**TASK ITEM:**
Copy out each line from the material where the word "escape" is found.

**DATA FOR ANALYSIS:**
//! Tunable constants and the bundled construction parameters for `Grid::new`.

use crate::error::{GridError, Result};
use crate::math::vec3::Vec3;

/// Number of samples in the Gaussian half-profile lookup table.
pub const GAUSSIAN_SAMPLES: usize = crate::math::logodds::GAUSSIAN_SAMPLES;

/// Default upper bound on the fraction of the worklist processed by a single
/// `garbage_collect` call when the caller doesn't have a tighter budget in
/// mind. Advisory: `Grid::garbage_collect` is idempotent regardless of the
/// value passed.
pub const DEFAULT_GC_BUDGET_PERCENT: u8 = 100;

/// Construction parameters for `Grid::new`, bundled so callers don't have to
/// thread five positional arguments through.
#[derive(Debug, Clone, Copy, PartialEq)]
pub struct GridConfig {
    /// Grid width, in cells.
    pub width: usize,
    /// Grid height, in cells (the Z extent of each column).
    pub height: usize,
    /// Edge length of one cubic voxel, in millimetres.
    pub cell_mm: f64,
    /// Localisation search radius, in millimetres.
    pub loc_radius_mm: f64,
    /// Maximum mapping range, in millimetres.
    pub max_map_mm: f64,
    /// World-space position of the grid's own centre, in millimetres. Ray
    /// insertion converts incoming world coordinates to cell indices relative
    /// to this point.
    pub origin: Vec3,
}

impl GridConfig {
    /// Validate the configuration, returning the same construction failures
    /// `Grid::new` reports.
    pub fn validate(&self) -> Result<()> {
        if self.width == 0 || self.height == 0 {
            return Err(GridError::InvalidDimensions {
                width: self.width,
                height: self.height,
            });
        }
        if self.cell_mm <= 0.0 {
            return Err(GridError::InvalidCellSize {
                cell_mm: self.cell_mm,
            });
        }
        if self.loc_radius_mm < 0.0 {
            return Err(GridError::InvalidLocalisationRadius {
                loc_radius_mm: self.loc_radius_mm,
            });
        }
        if self.max_map_mm < 0.0 {
            return Err(GridError::InvalidMaxMappingRange {
                max_map_mm: self.max_map_mm,
            });
        }
        Ok(())
    }
}
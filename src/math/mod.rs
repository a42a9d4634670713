/// Log-odds conversions and the Gaussian cross-section lookup table
pub mod logodds;
/// Minimal millimetre-space vector type for ray geometry
pub mod vec3;
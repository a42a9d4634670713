//! Contracts for the external collaborators this crate never implements.
//!
//! The particle-filter / pose-tree (`Pose`, `Path`, resampling), the ray
//! geometry producer, and the pre-tabulated sensor model all live outside
//! this crate. `Pose` and `Path` are expressed as traits so the grid core can
//! be built and tested without depending on a concrete particle filter;
//! `EvidenceRay` and `SensorModelLookup` are plain data the caller hands in.

use crate::math::vec3::Vec3;
use crate::spatial::hypothesis::HypothesisHandle;

/// One step of a particle's ancestry chain.
///
/// A `Path` answers, for a single voxel, the subset of hypotheses *this* path
/// segment wrote there. The probability query sums over `pose.previous_paths()`
/// rather than walking the whole tree, because each path replays only its own
/// contributions.
pub trait Path {
    /// Hypotheses this path wrote at voxel `(x, y, z)`.
    ///
    /// Order is irrelevant; the probability query sums commutatively.
    fn hypotheses_at(&self, x: i32, y: i32, z: i32) -> Vec<HypothesisHandle>;
}

/// A particle hypothesis (robot trajectory candidate).
///
/// Implemented by the external particle filter. `Grid` only ever needs a
/// pose's time step (for the temporal gate), its ancestor chain (for
/// probability queries), and a place to record newly written hypotheses (so
/// resampling can retract them later).
pub trait Pose {
    /// Concrete `Path` type used by this pose's ancestry.
    type Path: Path;

    /// Logical time at which this pose was created.
    ///
    /// Used only as a monotonically increasing gate, never as a wall-clock
    /// value.
    fn time_step(&self) -> i64;

    /// The ancestor chain, one `Path` per generation. Order does not matter.
    fn previous_paths(&self) -> &[Self::Path];

    /// Record ownership of a newly inserted hypothesis.
    ///
    /// Called once per hypothesis written during `Grid::insert`, so that
    /// dropping this pose (on resample) can retract everything it wrote via
    /// `Grid::remove`. `width`/`height` are the grid's cell-space dimensions,
    /// passed through in case the implementation indexes its own write set by
    /// them.
    fn add_hypothesis(&mut self, handle: HypothesisHandle, width: usize, height: usize);
}

/// Stereo range evidence: one occupied region plus the two vacancy wedges
/// back to each camera.
#[derive(Debug, Clone, Copy, PartialEq)]
pub struct EvidenceRay {
    /// Near and far edges (world mm) of the occupied region.
    pub vertices: [Vec3; 2],
    /// Camera-rig position (world mm) the range measurement was taken from.
    pub observed_from: Vec3,
    /// Cross-section width of the occupied region, in millimetres.
    pub width: f64,
    /// Length of the occupied region, in millimetres.
    pub length: f64,
    /// Stereo disparity in pixels (proxy for inverse depth).
    pub disparity: f64,
    /// Fractional position along the occupied region where the diamond
    /// cross-section peaks, in `[0, 1]`.
    pub fattest_point: f64,
}

/// Pre-tabulated sensor model: `probability[disparity_index][step_index]`.
///
/// Values are expected to lie in `[-1, 1]`; a missing row or column resolves
/// to `0.0` rather than panicking, per the "resolve to zero contributions"
/// rule for anomalous sensor-model lookups.
#[derive(Debug, Clone)]
pub struct SensorModelLookup {
    rows: Vec<Vec<f64>>,
}

impl SensorModelLookup {
    /// Build a lookup table from its rows (indexed by disparity, then step).
    pub const fn new(rows: Vec<Vec<f64>>) -> Self {
        Self { rows }
    }

    /// Number of disparity rows in the table.
    pub fn num_rows(&self) -> usize {
        self.rows.len()
    }

    /// Sample `probability[row][step]`, or `0.0` if either index is out of
    /// range.
    pub fn get(&self, row: usize, step: usize) -> f64 {
        self.rows
            .get(row)
            .and_then(|r| r.get(step))
            .copied()
            .unwrap_or(0.0)
    }
}


#[cfg(test)]
mod tests {
    use super::*;

    #[test]
    fn sensor_model_lookup_out_of_range_resolves_to_zero() {
        let lookup = SensorModelLookup::new(vec![vec![0.5, 0.25]]);
        assert!((lookup.get(0, 0) - 0.5).abs() < 1e-12);
        assert!((lookup.get(5, 0) - 0.0).abs() < 1e-12);
        assert!((lookup.get(0, 50) - 0.0).abs() < 1e-12);
    }

    #[test]
    fn sensor_model_lookup_num_rows() {
        let lookup = SensorModelLookup::new(vec![vec![0.0], vec![0.0], vec![0.0]]);
        assert_eq!(lookup.num_rows(), 3);
    }
}
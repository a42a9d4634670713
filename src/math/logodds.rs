//! Log-odds arithmetic and the Gaussian cross-section lookup used to shape ray width.

/// Number of samples in the half-profile Gaussian lookup table.
pub const GAUSSIAN_SAMPLES: usize = 10;

/// Convert a probability in `(0, 1)` to its log-odds representation.
///
/// `log_odds(p) = ln(p / (1 - p))`. Log-odds are additive under independent
/// evidence, which is the entire reason the cell storage accumulates them
/// instead of probabilities directly.
pub fn log_odds(p: f64) -> f64 {
    let p = p.clamp(f64::EPSILON, 1.0 - f64::EPSILON);
    (p / (1.0 - p)).ln()
}

/// Convert a log-odds sum back to a probability via the logistic sigmoid.
///
/// `log_odds_to_probability(l) = 1 / (1 + exp(-l))`.
pub fn log_odds_to_probability(l: f64) -> f64 {
    1.0 / (1.0 + (-l).exp())
}

/// Build a non-increasing half-profile Gaussian lookup of `n` samples.
///
/// Sample `i` holds `exp(-t * t)` with `t = i / n`, so index `0` is always
/// `1.0` and the table decays towards (but never quite reaches) zero at the
/// last index. Used to shape the lateral cross-section of a ray: the index
/// `|w| * (n - 1) / width` saturates at `n - 1` for any `w` at or beyond the
/// profile's width.
///
/// # Panics
///
/// Panics if `n == 0`.
pub fn gaussian_half_lookup(n: usize) -> Vec<f64> {
    assert!(n > 0, "gaussian_half_lookup requires at least one sample");

    (0..n)
        .map(|i| {
            let t = i as f64 / n as f64;
            (-(t * t)).exp()
        })
        .collect()
}

/// Sample the half-profile table at a saturating lateral offset index.
///
/// `offset` and `width` are both expressed in cells; the returned index is
/// `offset * (table.len() - 1) / width`, clamped into the table's range so a
/// lateral offset at or beyond `width` always reads the table's last
/// (smallest) entry rather than panicking or wrapping.
pub fn sample_half_profile(table: &[f64], offset: i32, width: i32) -> f64 {
    if table.is_empty() || width <= 0 {
        return 0.0;
    }

    let last = table.len() - 1;
    let idx = (offset.unsigned_abs() as usize) * last / width.unsigned_abs() as usize;
    let idx = idx.min(last);

    table.get(idx).copied().unwrap_or(0.0)
}
//! Pose-conditioned probability query (spec §4.3): projects a voxel's
//! hypotheses through a pose's ancestor paths into a log-odds sum.

use crate::contracts::Pose;
use crate::math::logodds::log_odds_to_probability;
use crate::spatial::grid::Grid;

/// Probability (or raw log-odds) of a single voxel slot, as seen by `pose`.
///
/// `None` ("no evidence") if `(x, y, z)` is out of bounds, the slot has never
/// been written, or every contributing hypothesis is tombstoned or fails the
/// temporal gate.
pub fn probability<P: Pose>(grid: &Grid, pose: &P, x: i32, y: i32, z: i32, return_log_odds: bool) -> Option<f64> {
    if !grid.in_bounds(x, y) || !grid.z_in_bounds(z) {
        return None;
    }
    grid.cell(x as usize, y as usize)?
        .probability(grid.arena(), pose, x, y, z as usize, return_log_odds)
}

/// Probability of a whole column at `(x, y)`, as seen by `pose`.
///
/// Returns the `0.5` baseline for an out-of-bounds or never-written column,
/// matching `log_odds_to_probability(0.0)`.
pub fn probability_column<P: Pose>(grid: &Grid, pose: &P, x: i32, y: i32) -> f64 {
    if !grid.in_bounds(x, y) {
        return log_odds_to_probability(0.0);
    }
    match grid.cell(x as usize, y as usize) {
        Some(cell) => cell.probability_over_column(grid.arena(), pose, x, y),
        None => log_odds_to_probability(0.0),
    }
}

#[cfg(test)]
#[allow(clippy::expect_used)]
mod tests {
    use super::*;
    use crate::config::GridConfig;
    use crate::contracts::test_support::FixturePose;
    use crate::math::vec3::Vec3;
    use crate::spatial::grid::Grid;

    fn grid() -> Grid {
        Grid::new(GridConfig {
            width: 8,
            height: 4,
            cell_mm: 50.0,
            loc_radius_mm: 100.0,
            max_map_mm: 10_000.0,
            origin: Vec3::new(0.0, 0.0, 0.0),
        })
        .expect("valid config")
    }

    #[test]
    fn out_of_bounds_query_is_no_evidence() {
        let g = grid();
        let pose = FixturePose::default();
        assert!(probability(&g, &pose, 100, 100, 0, false).is_none());
    }

    #[test]
    fn empty_path_list_gives_baseline_probability() {
        let g = grid();
        let pose = FixturePose::default();
        assert!((probability_column(&g, &pose, 0, 0) - 0.5).abs() < 1e-12);
    }
}
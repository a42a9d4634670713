//! Dense voxel grid: fixed-size array of optional `Cell`s, global hypothesis
//! counters, and the deferred-reclamation worklist.

use ndarray::Array2;
use tracing::debug;

use crate::algorithm::query;
use crate::config::GridConfig;
use crate::error::Result;
use crate::math::logodds::gaussian_half_lookup;
use crate::math::vec3::Vec3;
use crate::spatial::cell::Cell;
use crate::spatial::hypothesis::{HypothesisArena, HypothesisHandle};

/// Fixed-size `W x W` array of optional voxel columns plus the bookkeeping
/// `insert`, `remove`, and `garbage_collect` need.
///
/// `(x, y)` range over `[0, width)`; each resident `Cell` has `height`
/// vertical slots for `z`. Cells are created lazily on first write and never
/// destroyed; only their column contents are ever reclaimed.
#[derive(Debug, Clone)]
pub struct Grid {
    cells: Array2<Option<Cell>>,
    arena: HypothesisArena,
    worklist: Vec<(usize, usize)>,
    total_valid_hypotheses: usize,
    total_garbage_hypotheses: usize,
    gaussian: Vec<f64>,
    config: GridConfig,
    localisation_search_cells: f64,
    max_mapping_range_cells: f64,
}

/// Summary of a grid's memory/occupancy state, for the embedding system's
/// diagnostics.
#[derive(Debug, Clone, Copy, PartialEq)]
pub struct MemoryStats {
    /// Live (enabled) hypotheses across all cells.
    pub total_valid_hypotheses: usize,
    /// Tombstoned hypotheses still resident, awaiting a sweep.
    pub total_garbage_hypotheses: usize,
    /// Number of cells currently on the reclamation worklist.
    pub dirty_cell_count: usize,
    /// Number of `(x, y)` cells that have ever been written to.
    pub occupied_voxel_count: usize,
}

impl Grid {
    /// Allocate a grid per `config`, deriving the localisation search radius
    /// and maximum mapping range in cells and precomputing the Gaussian
    /// half-profile lookup table.
    ///
    /// # Errors
    ///
    /// Returns `GridError` if `config` fails validation (zero `cell_mm`,
    /// zero dimensions, or a negative radius/range).
    pub fn new(config: GridConfig) -> Result<Self> {
        config.validate()?;

        let cells = Array2::from_elem((config.width, config.width), None);
        let localisation_search_cells = config.loc_radius_mm / config.cell_mm;
        let max_mapping_range_cells = config.max_map_mm / config.cell_mm;
        let gaussian = gaussian_half_lookup(crate::config::GAUSSIAN_SAMPLES);

        Ok(Self {
            cells,
            arena: HypothesisArena::new(),
            worklist: Vec::new(),
            total_valid_hypotheses: 0,
            total_garbage_hypotheses: 0,
            gaussian,
            config,
            localisation_search_cells,
            max_mapping_range_cells,
        })
    }

    /// Horizontal extent `W` of the grid (both `x` and `y` range over
    /// `[0, width)`).
    pub const fn width(&self) -> usize {
        self.config.width
    }

    /// Vertical extent `H` of every column.
    pub const fn height(&self) -> usize {
        self.config.height
    }

    /// Edge length of one cubic voxel, in millimetres.
    pub const fn cell_mm(&self) -> f64 {
        self.config.cell_mm
    }

    /// Localisation search radius, in cells (fractional; ray insertion rounds
    /// as needed).
    pub const fn localisation_search_cells(&self) -> f64 {
        self.localisation_search_cells
    }

    /// Maximum mapping range, in cells (fractional).
    pub const fn max_mapping_range_cells(&self) -> f64 {
        self.max_mapping_range_cells
    }

    /// The precomputed Gaussian half-profile lookup table.
    pub fn gaussian(&self) -> &[f64] {
        &self.gaussian
    }

    /// The hypothesis arena, for probability queries that need to resolve a
    /// handle to its contribution.
    pub const fn arena(&self) -> &HypothesisArena {
        &self.arena
    }

    /// Borrow the cell at `(x, y)`, if it has ever been written to.
    pub fn cell(&self, x: usize, y: usize) -> Option<&Cell> {
        self.cells.get((x, y)).and_then(Option::as_ref)
    }

    /// Whether `(x, y)` lies within the grid's horizontal extent.
    pub const fn in_bounds(&self, x: i32, y: i32) -> bool {
        x >= 0 && y >= 0 && (x as usize) < self.config.width && (y as usize) < self.config.width
    }

    /// Whether `z` lies within the column height.
    pub const fn z_in_bounds(&self, z: i32) -> bool {
        z >= 0 && (z as usize) < self.config.height
    }

    /// World-space position of the grid's own centre, in millimetres.
    pub const fn origin(&self) -> Vec3 {
        self.config.origin
    }

    /// Convert a world-millimetre position to cell indices, relative to the
    /// grid origin `(origin.x - W*cell_mm/2, origin.y - W*cell_mm/2, origin.z)`.
    pub fn to_cell_index(&self, world: Vec3) -> (i32, i32, i32) {
        let half_extent = self.config.width as f64 * self.config.cell_mm / 2.0;
        let origin = self.config.origin;
        let gx = ((world.x - (origin.x - half_extent)) / self.config.cell_mm).round() as i32;
        let gy = ((world.y - (origin.y - half_extent)) / self.config.cell_mm).round() as i32;
        let gz = ((world.z - origin.z) / self.config.cell_mm).round() as i32;
        (gx, gy, gz)
    }

    /// Write a new hypothesis into the cell at `(x, y, z)`, creating the cell
    /// if this is its first write. Returns the handle so the caller can hand
    /// it to the owning pose's write set.
    ///
    /// `p` is already in log-odds form.
    pub(crate) fn insert_hypothesis(
        &mut self,
        x: usize,
        y: usize,
        z: usize,
        p: f64,
        owner_time_step: i64,
    ) -> Option<HypothesisHandle> {
        let height = self.config.height;
        let slot = self.cells.get_mut((x, y))?;
        let cell = slot.get_or_insert_with(|| Cell::new(height));
        let handle = self.arena.alloc(x as i32, y as i32, z as i32, p, owner_time_step);
        cell.add(z, handle);
        self.total_valid_hypotheses += 1;
        Some(handle)
    }

    /// Pose-conditioned probability at a single voxel slot. `None` if the
    /// voxel is out of bounds, never written, or carries no evidence visible
    /// to `pose`.
    pub fn probability<P: crate::contracts::Pose>(
        &self,
        pose: &P,
        x: i32,
        y: i32,
        z: i32,
        return_log_odds: bool,
    ) -> Option<f64> {
        query::probability(self, pose, x, y, z, return_log_odds)
    }

    /// Pose-conditioned probability summed across the whole column at
    /// `(x, y)`. Returns the baseline `0.5` for an out-of-bounds or never
    /// written column.
    pub fn probability_column<P: crate::contracts::Pose>(&self, pose: &P, x: i32, y: i32) -> f64 {
        query::probability_column(self, pose, x, y)
    }

    /// Tombstone a hypothesis. No-op (returns `false`) if the handle is
    /// unknown or already disabled — callers are expected to uphold the
    /// "currently enabled" precondition, but violating it is treated as
    /// harmless rather than a panic.
    pub fn remove(&mut self, handle: HypothesisHandle) -> bool {
        let Some(hyp) = self.arena.get(handle) else {
            return false;
        };
        let (x, y, z) = (hyp.x as usize, hyp.y as usize, hyp.z as usize);

        if !self.arena.disable(handle) {
            return false;
        }

        let Some(Some(cell)) = self.cells.get_mut((x, y)) else {
            return false;
        };
        let was_clean = cell.garbage_entries() == 0;
        cell.mark_garbage(z);
        if was_clean {
            self.worklist.push((x, y));
        }
        self.total_garbage_hypotheses += 1;
        self.total_valid_hypotheses = self.total_valid_hypotheses.saturating_sub(1);
        true
    }

    /// Sweep the worklist tail-to-head, reclaiming tombstoned entries.
    ///
    /// `budget_percent` caps the fraction of the worklist visited this call;
    /// the sweep is idempotent regardless of the value, so a caller that
    /// always passes `100` simply processes the whole list every time.
    /// Returns the number of hypotheses reclaimed.
    pub fn garbage_collect(&mut self, budget_percent: u8) -> usize {
        if self.worklist.is_empty() {
            return 0;
        }

        let budget_percent = budget_percent.min(100);
        let to_visit = ((self.worklist.len() * budget_percent as usize) / 100).max(1);
        let mut reclaimed = 0usize;
        let mut visited = 0usize;

        while visited < to_visit {
            let Some((x, y)) = self.worklist.pop() else {
                break;
            };
            visited += 1;

            if let Some(Some(cell)) = self.cells.get_mut((x, y)) {
                reclaimed += cell.collect_all(&self.arena);
                if cell.garbage_entries() > 0 {
                    self.worklist.push((x, y));
                }
            }
        }

        self.total_garbage_hypotheses = self.total_garbage_hypotheses.saturating_sub(reclaimed);
        debug!(reclaimed, visited, remaining = self.worklist.len(), "garbage_collect swept worklist");
        reclaimed
    }

    /// Sample the grid by nearest neighbour and paint an 8-bit RGB buffer.
    ///
    /// `buf` must be at least `w_px * h_px * 3` bytes; excess capacity is
    /// ignored. Never written cells are white; otherwise the column
    /// probability is bucketed into four shades of grey.
    pub fn probability_image<P: crate::contracts::Pose>(
        &self,
        buf: &mut [u8],
        w_px: usize,
        h_px: usize,
        pose: &P,
    ) {
        let width = self.config.width.max(1);
        for py in 0..h_px {
            for px in 0..w_px {
                let gx = (px * width) / w_px.max(1);
                let gy = (py * width) / h_px.max(1);
                let shade = match self.cell(gx, gy) {
                    None => 255u8,
                    Some(_) => {
                        let p = self.probability_column(pose, gx as i32, gy as i32);
                        if p > 0.7 {
                            0
                        } else if p > 0.5 {
                            100
                        } else if p >= 0.3 {
                            200
                        } else {
                            230
                        }
                    }
                };
                let offset = (py * w_px + px) * 3;
                if let Some(pixel) = buf.get_mut(offset..offset + 3) {
                    pixel.iter_mut().for_each(|channel| *channel = shade);
                }
            }
        }
    }

    /// Number of `(x, y)` cells ever written to.
    pub fn occupied_voxel_count(&self) -> usize {
        self.cells.iter().filter(|c| c.is_some()).count()
    }

    /// Snapshot of the grid's memory/occupancy counters.
    pub fn memory_stats(&self) -> MemoryStats {
        MemoryStats {
            total_valid_hypotheses: self.total_valid_hypotheses,
            total_garbage_hypotheses: self.total_garbage_hypotheses,
            dirty_cell_count: self.worklist.len(),
            occupied_voxel_count: self.occupied_voxel_count(),
        }
    }
}
// SVG rendering of a run's resource series
// Author: Gabriel Demetrios Lafis

use std::fmt::Write;

use crate::monitor::RunMetrics;

const WIDTH: f64 = 800.0;
const PANEL_HEIGHT: f64 = 400.0;
const MARGIN_LEFT: f64 = 70.0;
const MARGIN_RIGHT: f64 = 30.0;
const MARGIN_TOP: f64 = 40.0;
const MARGIN_BOTTOM: f64 = 50.0;

struct Panel<'a> {
    title: String,
    y_label: &'a str,
    color: &'a str,
    points: Vec<(f64, f64)>,
}

/// Render CPU usage over time above memory usage over time
pub fn render_svg(function: &str, metrics: &RunMetrics) -> Result<String, std::fmt::Error> {
    let function = escape(function);
    let panels = [
        Panel {
            title: format!("CPU Usage - {}", function),
            y_label: "CPU Usage (%)",
            color: "#1f77b4",
            points: metrics.samples.iter().map(|s| (s.elapsed_seconds, s.cpu_percent)).collect(),
        },
        Panel {
            title: format!("Memory Usage - {}", function),
            y_label: "Memory Usage (MB)",
            color: "#d62728",
            points: metrics.samples.iter().map(|s| (s.elapsed_seconds, s.memory_mb)).collect(),
        },
    ];

    let mut svg = String::new();
    writeln!(
        svg,
        r#"<svg xmlns="http://www.w3.org/2000/svg" width="{w}" height="{h}" viewBox="0 0 {w} {h}" font-family="sans-serif">"#,
        w = WIDTH,
        h = PANEL_HEIGHT * panels.len() as f64
    )?;
    writeln!(svg, r#"<rect width="100%" height="100%" fill="white"/>"#)?;

    for (idx, panel) in panels.iter().enumerate() {
        render_panel(&mut svg, panel, idx as f64 * PANEL_HEIGHT)?;
    }

    writeln!(svg, "</svg>")?;
    Ok(svg)
}

fn render_panel(svg: &mut String, panel: &Panel, offset_y: f64) -> std::fmt::Result {
    let left = MARGIN_LEFT;
    let right = WIDTH - MARGIN_RIGHT;
    let top = offset_y + MARGIN_TOP;
    let bottom = offset_y + PANEL_HEIGHT - MARGIN_BOTTOM;

    let x_max = panel.points.iter().map(|p| p.0).fold(0.0, f64::max);
    let y_max = panel.points.iter().map(|p| p.1).fold(0.0, f64::max);
    // Flat or empty series still get a visible axis range
    let x_max = if x_max > 0.0 { x_max } else { 1.0 };
    let y_max = if y_max > 0.0 { y_max * 1.1 } else { 1.0 };

    let scale_x = |x: f64| left + x / x_max * (right - left);
    let scale_y = |y: f64| bottom - y / y_max * (bottom - top);

    writeln!(
        svg,
        r#"<text x="{}" y="{}" text-anchor="middle" font-size="16">{}</text>"#,
        WIDTH / 2.0,
        top - 15.0,
        panel.title
    )?;

    // grid and tick labels
    for i in 0..=4 {
        let frac = i as f64 / 4.0;
        let gy = bottom - frac * (bottom - top);
        let gx = left + frac * (right - left);
        writeln!(
            svg,
            r##"<line x1="{l}" y1="{gy:.1}" x2="{r}" y2="{gy:.1}" stroke="#dddddd"/><text x="{tx}" y="{ty:.1}" text-anchor="end" font-size="11">{v:.1}</text>"##,
            l = left,
            r = right,
            gy = gy,
            tx = left - 6.0,
            ty = gy + 4.0,
            v = frac * y_max
        )?;
        writeln!(
            svg,
            r##"<line x1="{gx:.1}" y1="{t}" x2="{gx:.1}" y2="{b}" stroke="#dddddd"/><text x="{gx:.1}" y="{ty}" text-anchor="middle" font-size="11">{v:.2}</text>"##,
            gx = gx,
            t = top,
            b = bottom,
            ty = bottom + 16.0,
            v = frac * x_max
        )?;
    }

    writeln!(
        svg,
        r#"<rect x="{}" y="{}" width="{}" height="{}" fill="none" stroke="black"/>"#,
        left,
        top,
        right - left,
        bottom - top
    )?;
    writeln!(
        svg,
        r#"<text x="{}" y="{}" text-anchor="middle" font-size="12">Time (seconds)</text>"#,
        (left + right) / 2.0,
        bottom + 36.0
    )?;
    writeln!(
        svg,
        r#"<text x="{x}" y="{y}" text-anchor="middle" font-size="12" transform="rotate(-90 {x} {y})">{label}</text>"#,
        x = 18.0,
        y = (top + bottom) / 2.0,
        label = panel.y_label
    )?;

    let mut points = String::new();
    for &(x, y) in &panel.points {
        write!(points, "{:.2},{:.2} ", scale_x(x), scale_y(y))?;
    }
    writeln!(
        svg,
        r#"<polyline fill="none" stroke="{}" stroke-width="2" points="{}"/>"#,
        panel.color,
        points.trim_end()
    )?;

    for &(x, y) in &panel.points {
        writeln!(
            svg,
            r#"<circle cx="{:.2}" cy="{:.2}" r="3" fill="{}"/>"#,
            scale_x(x),
            scale_y(y),
            panel.color
        )?;
    }

    Ok(())
}

fn escape(text: &str) -> String {
    text.replace('&', "&amp;")
        .replace('<', "&lt;")
        .replace('>', "&gt;")
        .replace('"', "&quot;")
}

**WRITTEN RESPONSE:**
    let function = escape(function);
fn escape(text: &str) -> String {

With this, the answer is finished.